Assignment>
Wherever the string "replicate" appears in the entries below, return the line that holds it.
──────── Data listing
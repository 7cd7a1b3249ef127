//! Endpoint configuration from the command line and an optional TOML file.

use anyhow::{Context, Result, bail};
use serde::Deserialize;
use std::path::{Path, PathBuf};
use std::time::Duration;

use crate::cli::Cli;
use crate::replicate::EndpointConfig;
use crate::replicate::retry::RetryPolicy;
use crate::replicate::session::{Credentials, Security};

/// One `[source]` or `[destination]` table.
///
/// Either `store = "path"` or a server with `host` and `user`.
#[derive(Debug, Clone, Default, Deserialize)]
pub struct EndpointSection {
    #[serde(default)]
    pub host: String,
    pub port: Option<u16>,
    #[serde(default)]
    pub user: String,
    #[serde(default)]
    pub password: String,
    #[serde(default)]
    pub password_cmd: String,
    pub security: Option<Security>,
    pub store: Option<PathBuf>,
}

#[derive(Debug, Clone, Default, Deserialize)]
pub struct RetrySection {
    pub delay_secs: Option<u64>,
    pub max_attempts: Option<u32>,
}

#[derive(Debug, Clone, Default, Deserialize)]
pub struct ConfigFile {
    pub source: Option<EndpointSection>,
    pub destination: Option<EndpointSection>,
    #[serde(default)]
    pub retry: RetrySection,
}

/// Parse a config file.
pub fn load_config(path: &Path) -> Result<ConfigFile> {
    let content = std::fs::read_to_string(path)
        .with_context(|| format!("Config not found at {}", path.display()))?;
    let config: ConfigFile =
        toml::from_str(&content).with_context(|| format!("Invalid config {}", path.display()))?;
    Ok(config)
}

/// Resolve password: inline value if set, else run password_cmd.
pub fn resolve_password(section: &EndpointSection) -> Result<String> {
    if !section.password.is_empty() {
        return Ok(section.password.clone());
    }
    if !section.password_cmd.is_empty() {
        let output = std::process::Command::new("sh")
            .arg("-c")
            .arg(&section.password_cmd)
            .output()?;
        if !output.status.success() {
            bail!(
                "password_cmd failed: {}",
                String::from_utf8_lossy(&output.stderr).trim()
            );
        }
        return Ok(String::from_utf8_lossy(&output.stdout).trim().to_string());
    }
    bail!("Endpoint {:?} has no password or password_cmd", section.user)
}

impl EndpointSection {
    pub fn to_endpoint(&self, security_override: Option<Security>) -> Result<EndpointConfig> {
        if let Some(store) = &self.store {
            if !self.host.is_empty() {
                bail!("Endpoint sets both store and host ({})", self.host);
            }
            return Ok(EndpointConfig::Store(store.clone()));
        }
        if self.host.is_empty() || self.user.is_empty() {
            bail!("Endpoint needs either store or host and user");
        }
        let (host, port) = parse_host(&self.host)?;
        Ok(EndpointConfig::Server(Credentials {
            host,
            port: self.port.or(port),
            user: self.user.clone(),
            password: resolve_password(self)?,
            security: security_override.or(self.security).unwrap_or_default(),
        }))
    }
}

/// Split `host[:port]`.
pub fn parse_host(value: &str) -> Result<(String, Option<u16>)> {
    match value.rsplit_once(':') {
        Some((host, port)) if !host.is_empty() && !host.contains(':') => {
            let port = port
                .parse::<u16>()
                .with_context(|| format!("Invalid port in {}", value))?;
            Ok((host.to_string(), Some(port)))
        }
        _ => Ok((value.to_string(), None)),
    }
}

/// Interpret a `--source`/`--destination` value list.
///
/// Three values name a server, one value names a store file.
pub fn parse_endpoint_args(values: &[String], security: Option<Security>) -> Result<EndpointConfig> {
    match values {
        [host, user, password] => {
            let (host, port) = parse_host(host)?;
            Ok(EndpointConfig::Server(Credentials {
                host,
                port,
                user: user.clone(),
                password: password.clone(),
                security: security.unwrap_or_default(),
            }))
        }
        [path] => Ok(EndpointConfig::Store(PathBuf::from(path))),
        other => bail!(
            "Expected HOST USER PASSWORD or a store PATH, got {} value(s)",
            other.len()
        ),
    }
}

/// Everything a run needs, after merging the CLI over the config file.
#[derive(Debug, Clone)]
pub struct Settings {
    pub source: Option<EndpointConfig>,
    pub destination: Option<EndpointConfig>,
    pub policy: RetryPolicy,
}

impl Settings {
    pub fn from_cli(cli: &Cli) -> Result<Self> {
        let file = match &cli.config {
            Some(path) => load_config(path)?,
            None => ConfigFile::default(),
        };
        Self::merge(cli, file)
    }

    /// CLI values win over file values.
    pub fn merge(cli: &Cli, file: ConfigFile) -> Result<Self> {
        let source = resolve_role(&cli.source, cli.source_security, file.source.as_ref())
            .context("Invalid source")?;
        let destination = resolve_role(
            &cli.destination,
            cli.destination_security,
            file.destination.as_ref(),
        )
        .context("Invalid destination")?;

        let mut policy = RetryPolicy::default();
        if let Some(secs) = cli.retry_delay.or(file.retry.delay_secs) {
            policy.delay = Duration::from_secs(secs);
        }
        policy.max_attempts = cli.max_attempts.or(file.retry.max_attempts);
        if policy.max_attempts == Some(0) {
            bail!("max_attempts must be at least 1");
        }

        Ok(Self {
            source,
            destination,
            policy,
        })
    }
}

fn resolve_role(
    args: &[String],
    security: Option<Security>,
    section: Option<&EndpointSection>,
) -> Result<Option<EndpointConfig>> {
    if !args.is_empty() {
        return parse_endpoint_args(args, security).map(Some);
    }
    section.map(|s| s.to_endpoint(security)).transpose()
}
────────────────
Answer below>
use crate::replicate::EndpointConfig;
use crate::replicate::retry::RetryPolicy;
use crate::replicate::session::{Credentials, Security};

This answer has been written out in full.